Government revises GDP to 5.7 percent from recent projections Rwanda’s Minister of Finance and Economic planning has called for the Group of 20 industrialised and developing nations (G20) to honour their aid commitments, when they meet in London.
James Musoni. (File Photo).
James Musoni. (File Photo).

Government revises GDP to 5.7 percent from recent projections

Rwanda’s Minister of Finance and Economic planning has called for the Group of 20 industrialised and developing nations (G20) to honour their aid commitments, when they meet in London.

The G20 summit that is meeting in London on the 2nd of April is expected to discuss necessary steps of ending the global economic crisis.

James Musoni told The New Times on Monday that the G20 solutions must also serve to address Africa’s problems, particularly Rwanda whose mining sector has been affected by the global economic downturn.

As a result of the economic recession, Musoni said that Rwanda’s Gross Domestic Product (GDP) growth has been revised to 5.7 percent from the Economic Development and Poverty Reduction Strategy (EDPRS) projection of 7.2 percent in 2009.

This is 5.4 percent less GDP growth Rwanda attained last year.

“Remittances are also not coming in as expected,” the Minister said without stating the margins by which they have fallen.
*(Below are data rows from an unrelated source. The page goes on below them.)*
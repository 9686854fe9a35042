//! # ドメイン層エラー定義
//!
//! ビジネスルール違反やドメイン固有の例外状態を表現するエラー型。
//!
//! ## エラーの種類と HTTP ステータスの対応
//!
//! | エラー種別 | HTTP ステータス | 用途 |
//! |-----------|----------------|------|
//! | `Validation` | 400 Bad Request | 入力値の検証失敗 |
//! | `NotFound` | 404 Not Found | エンティティが存在しない |
//!
//! ## 使用例
//!
//! ```rust
//! use fitness_domain::DomainError;
//!
//! fn find_activity(id: u64) -> Result<(), DomainError> {
//!     Err(DomainError::NotFound {
//!         entity_type: "Activity",
//!         id:          id.to_string(),
//!     })
//! }
//!
//! assert!(find_activity(99).is_err());
//! ```

use thiserror::Error;

/// ドメイン層で発生するエラー
///
/// API 層でこのエラーを受け取り、適切な HTTP レスポンスに変換する。
#[derive(Debug, Error, PartialEq, Eq)]
pub enum DomainError {
    /// バリデーションエラー
    ///
    /// クエリパラメータが欠落している、数値として解釈できない、など。
    #[error("バリデーションエラー: {0}")]
    Validation(String),

    /// エンティティが見つからない
    #[error("{entity_type} が見つかりません: {id}")]
    NotFound {
        /// エンティティの種類（"Activity" など）
        entity_type: &'static str,
        /// 検索に使用した識別子
        id:          String,
    },
}
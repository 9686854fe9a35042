//! # API エラー定義
//!
//! API で発生するエラーと、HTTP レスポンスへの変換を定義する。
//!
//! | バリアント | HTTP ステータス |
//! |-----------|----------------|
//! | `Validation` | 400 Bad Request |
//! | `NotFound` | 404 Not Found |
//! | `Internal` | 500 Internal Server Error |

use axum::{
    Json,
    extract::rejection::QueryRejection,
    http::StatusCode,
    response::{IntoResponse, Response},
};
use fitness_domain::DomainError;
use fitness_shared::{ErrorEnvelope, ErrorResponse};
use thiserror::Error;

/// API で発生するエラー
///
/// `IntoResponse` を実装しているため、axum が自動的に HTTP レスポンスに変換する。
#[derive(Debug, Error)]
pub enum ApiError {
    /// 入力値の検証失敗
    #[error("バリデーションエラー: {0}")]
    Validation(String),

    /// リソースが見つからない
    #[error("リソースが見つかりません: {0}")]
    NotFound(String),

    /// 内部エラー
    #[error("内部エラー: {0}")]
    Internal(String),
}

impl From<DomainError> for ApiError {
    fn from(err: DomainError) -> Self {
        match err {
            DomainError::Validation(msg) => Self::Validation(msg),
            not_found @ DomainError::NotFound { .. } => Self::NotFound(not_found.to_string()),
        }
    }
}

impl From<QueryRejection> for ApiError {
    fn from(rejection: QueryRejection) -> Self {
        Self::Validation(rejection.body_text())
    }
}

impl IntoResponse for ApiError {
    fn into_response(self) -> Response {
        let (status, body) = match self {
            ApiError::Validation(msg) => {
                tracing::debug!("バリデーションエラー: {}", msg);
                (StatusCode::BAD_REQUEST, ErrorResponse::validation_error(msg))
            }
            ApiError::NotFound(msg) => (StatusCode::NOT_FOUND, ErrorResponse::not_found(msg)),
            ApiError::Internal(msg) => {
                // 内部エラー詳細はログのみ
                tracing::error!("内部エラー: {}", msg);
                (
                    StatusCode::INTERNAL_SERVER_ERROR,
                    ErrorResponse::internal_error(),
                )
            }
        };

        (status, Json(ErrorEnvelope::from(body))).into_response()
    }
}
He suggested that Africa’s commercial banks should be facilitated by donors in order to help them extend lending to development projects.

The summit comes when the World Trade Organisation (WTO) economists early last week projected that global exports will drop down by roughly 9 percent in volume terms in 2009. It is the biggest contraction since the World War II. 
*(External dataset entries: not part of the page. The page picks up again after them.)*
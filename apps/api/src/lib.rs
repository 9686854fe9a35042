//! # Fitness Tracker API ライブラリ
//!
//! アクティビティ API のハンドラ、ユースケース、ルーター構築を公開する。
//! バイナリ（`main.rs`）と統合テストの両方から利用する。

pub mod app_builder;
pub mod config;
pub mod error;
pub mod handler;
pub mod usecase;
The WTO economists said that in developing countries, which are not so dependent on trade for growth, exports will shrink by some two to three percent in 2009.

Musoni said that the balance of payment for African nations is expected to drop considerably as a result of reduced trade volumes, caused by the current global recession. 

“They (G20) should extend grants to cover the deficit,” he added.

As a result of the downturn in the global economy, experts have predicted that development aid flow to Africa is likely decline. Moreover, African leaders will be hoping that their rich counterparts honour their commitments.

“Some countries have indicated that they are not capable of meeting these commitments,” South Africa’s Minister of Finance Trevor Manuel told journalists after he and other African leaders met British Premier Gordon Brown early this month. 

Brown is expected to transmit Africa’s message during the summit.

Ethiopian Prime Minister Meles Zenawi said that the critical issues, African countries wanted addressed were additional funds and ease of access to those funds.

Zenawi, who will attend as the Chairman of the New Partnership for Africa’s Development (NEPAD) suggests that Africa be given a stimulus package in the region of $50 billion.

The G-20 is made up of 19 world biggest economies including Argentina, Australia, Brazil, Canada, China, France, Germany, India, Indonesia and Italy.

They also include Japan, Mexico, Russia, Saudi Arabia, South Africa, South Korea, Turkey, the United Kingdom and the United States of America, and also the European Union who is represented by the rotating Council presidency and the European Central Bank.